* _Aim of the exercise_
Output the records in full, exactly as given.
══ Listed entries ══
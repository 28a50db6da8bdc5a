//! One-shot export job orchestration.
//!
//! Ties the pieces together for a single run: start the optional interop
//! server, connect, execute the query, stream the result set through the
//! coordinator, and release the server on every exit path.

use std::path::PathBuf;
use std::time::Duration;

use tracing::info;

use crate::config::Config;
use crate::driver::postgres::{self, PgCursor};
use crate::error::Result;
use crate::server::InteropServer;

use super::coordinator::{ExportCoordinator, ExportResult};
use super::progress::ProgressTracker;

/// Everything one export run needs from the caller.
pub struct ExportJob {
    /// Driver connection URL
    pub url: String,
    /// Optional username override
    pub username: Option<String>,
    /// Optional password
    pub password: Option<String>,
    /// The single SQL query to execute
    pub query: String,
    /// Job identifier, used to name both artifacts
    pub job_id: String,
    /// Directory the artifacts are written into
    pub out_dir: PathBuf,
    /// Whether to show a progress spinner
    pub show_progress: bool,
}

impl ExportJob {
    /// Path of the schema artifact: `<out_dir>/<job_id>_schema.json`.
    pub fn schema_path(&self) -> PathBuf {
        self.out_dir.join(format!("{}_schema.json", self.job_id))
    }

    /// Path of the records artifact: `<out_dir>/<job_id>.json`.
    pub fn records_path(&self) -> PathBuf {
        self.out_dir.join(format!("{}.json", self.job_id))
    }

    /// Run the job to completion.
    ///
    /// The interop server, when configured, is started before connecting
    /// and stopped after the export finishes, whether it succeeded or
    /// failed. Server release never masks the export outcome.
    pub async fn run(&self, config: &Config) -> Result<ExportResult> {
        let server = InteropServer::start(&config.server).await?;

        let outcome = self.execute(config).await;

        if let Some(server) = server {
            server.stop().await;
        }

        outcome
    }

    async fn execute(&self, config: &Config) -> Result<ExportResult> {
        let timeout = Duration::from_secs(config.connection.connect_timeout);
        let conn = postgres::connect(
            &self.url,
            self.username.as_deref(),
            self.password.as_deref(),
            timeout,
        )
        .await?;

        let cursor = PgCursor::open(conn, &self.query).await?;
        info!("Export job {} started", self.job_id);

        let tracker = ProgressTracker::new(self.show_progress);
        let mut coordinator = ExportCoordinator::new(
            Box::new(cursor),
            tracker,
            config.export.binary_chunk_size,
            config.export.write_buffer_size,
        );

        coordinator
            .execute(&self.schema_path(), &self.records_path())
            .await
    }
}

#[cfg(test)]
mod tests {
    use super::*;

    #[test]
    fn test_artifact_paths() {
        let job = ExportJob {
            url: "postgres://localhost/db".to_string(),
            username: None,
            password: None,
            query: "SELECT 1".to_string(),
            job_id: "batch42".to_string(),
            out_dir: PathBuf::from("/tmp/out"),
            show_progress: false,
        };

        assert_eq!(
            job.schema_path(),
            PathBuf::from("/tmp/out/batch42_schema.json")
        );
        assert_eq!(job.records_path(), PathBuf::from("/tmp/out/batch42.json"));
    }
}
═══
* _Response to this exercise_
repository 28a50db6da8bdc5a
//! One-shot export job orchestration.
//!
//! Ties the pieces together for a single run: start the optional interop
//! server, connect, execute the query, stream the result set through the
//! coordinator, and release the server on every exit path.

use std::path::PathBuf;
use std::time::Duration;

use tracing::info;

use crate::config::Config;
use crate::driver::postgres::{self, PgCursor};
use crate::error::Result;
use crate::server::InteropServer;

use super::coordinator::{ExportCoordinator, ExportResult};
use super::progress::ProgressTracker;

/// Everything one export run needs from the caller.
pub struct ExportJob {
    /// Driver connection URL
    pub url: String,
    /// Optional username override
    pub username: Option<String>,
    /// Optional password
    pub password: Option<String>,
    /// The single SQL query to execute
    pub query: String,
    /// Job identifier, used to name both artifacts
    pub job_id: String,
    /// Directory the artifacts are written into
    pub out_dir: PathBuf,
    /// Whether to show a progress spinner
    pub show_progress: bool,
}

impl ExportJob {
    /// Path of the schema artifact: `<out_dir>/<job_id>_schema.json`.
    pub fn schema_path(&self) -> PathBuf {
        self.out_dir.join(format!("{}_schema.json", self.job_id))
    }

    /// Path of the records artifact: `<out_dir>/<job_id>.json`.
    pub fn records_path(&self) -> PathBuf {
        self.out_dir.join(format!("{}.json", self.job_id))
    }

    /// Run the job to completion.
    ///
    /// The interop server, when configured, is started before connecting
    /// and stopped after the export finishes, whether it succeeded or
    /// failed. Server release never masks the export outcome.
    pub async fn run(&self, config: &Config) -> Result<ExportResult> {
        let server = InteropServer::start(&config.server).await?;

        let outcome = self.execute(config).await;

        if let Some(server) = server {
            server.stop().await;
        }

        outcome
    }

    async fn execute(&self, config: &Config) -> Result<ExportResult> {
        let timeout = Duration::from_secs(config.connection.connect_timeout);
        let conn = postgres::connect(
            &self.url,
            self.username.as_deref(),
            self.password.as_deref(),
            timeout,
        )
        .await?;

        let cursor = PgCursor::open(conn, &self.query).await?;
        info!("Export job {} started", self.job_id);

        let tracker = ProgressTracker::new(self.show_progress);
        let mut coordinator = ExportCoordinator::new(
            Box::new(cursor),
            tracker,
            config.export.binary_chunk_size,
            config.export.write_buffer_size,
        );

        coordinator
            .execute(&self.schema_path(), &self.records_path())
            .await
    }
}

#[cfg(test)]
mod tests {
    use super::*;

    #[test]
    fn test_artifact_paths() {
        let job = ExportJob {
            url: "postgres://localhost/db".to_string(),
            username: None,
            password: None,
            query: "SELECT 1".to_string(),
            job_id: "batch42".to_string(),
            out_dir: PathBuf::from("/tmp/out"),
            show_progress: false,
        };

        assert_eq!(
            job.schema_path(),
            PathBuf::from("/tmp/out/batch42_schema.json")
        );
        assert_eq!(job.records_path(), PathBuf::from("/tmp/out/batch42.json"));
    }
}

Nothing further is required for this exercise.